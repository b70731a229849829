//! I/O module
//!
//! Handles CSV parsing and output.
//!
//! # Components
//!
//! - `csv_format` - CSV format handling (row conversion, summary output)
//! - `sync_reader` - synchronous CSV reader with iterator interface
//! - `async_reader` - asynchronous CSV reader with batch reading interface

pub mod async_reader;
pub mod csv_format;
pub mod sync_reader;

pub use async_reader::AsyncReader;
pub use csv_format::{convert_event_row, write_orders_csv, EventRow, ReplayCommand};
pub use sync_reader::SyncReader;
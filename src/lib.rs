//! Escrow Engine Library
//! # Overview
//!
//! This library mediates custody of funds between the two counterparties of
//! a marketplace order: the payer funds the order, the payee performs the
//! work, and the platform holds the amount in escrow from acceptance until
//! the order is completed, cancelled, or arbitrated.
//!
//! # Architecture
//!
//! The system is organized into several key components:
//!
//! - [`types`] - Core data types (OrderRecord, OrderStatus, Wallet, etc.)
//! - [`cli`] - CLI argument parsing
//! - [`core`] - Business logic components:
//!   - [`core::engine`] - transition validation and orchestration
//!   - [`core::ledger`] - party balances and settlement idempotency
//!   - [`core::order_store`] - per-record locked order storage
//! - [`io`] - CSV replay input and summary output
//! - [`strategy`] - sequential and concurrent replay pipelines
//! - [`presentation`] - pure status label/color derivations for UI surfaces
//!
//! # Lifecycle
//!
//! `pending -> accepted -> in_progress -> delivered -> completed ->
//! released`, with three branches: a revision request returns a delivered
//! order to `in_progress`, either party may raise a `dispute` before
//! completion, and administrators may force-cancel (refunding the payer) or
//! force-complete (paying the payee) an unsettled order. `cancelled`,
//! `refunded`, and `released` are terminal; across the whole lifecycle the
//! escrowed amount is credited to exactly one party exactly once.

// Module declarations
pub mod cli;
pub mod core;
pub mod io;
pub mod presentation;
pub mod strategy;
pub mod types;

pub use self::core::{EscrowEngine, Ledger, MovementKind, OrderStore};
pub use io::write_orders_csv;
pub use types::{
    Actor, AdminId, ConversationId, DisputeDecision, EscrowError, MessageId, OpenOrder,
    OrderEvent, OrderId, OrderRecord, OrderStatus, PartyId, Wallet,
};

════════════════════

(WORK ORDER) Restate word for word the lines of the data above, starting at the line containing "parsing and output." and ending at the line containing "two counterparties of", both included, and nothing more.

(TASK SOLUTION)
//! Handles CSV parsing and output.
//!
//! # Components
//!
//! - `csv_format` - CSV format handling (row conversion, summary output)
//! - `sync_reader` - synchronous CSV reader with iterator interface
//! - `async_reader` - asynchronous CSV reader with batch reading interface

pub mod async_reader;
pub mod csv_format;
pub mod sync_reader;

pub use async_reader::AsyncReader;
pub use csv_format::{convert_event_row, write_orders_csv, EventRow, ReplayCommand};
pub use sync_reader::SyncReader;
filename src/lib.rs
//! Escrow Engine Library
//! # Overview
//!
//! This library mediates custody of funds between the two counterparties of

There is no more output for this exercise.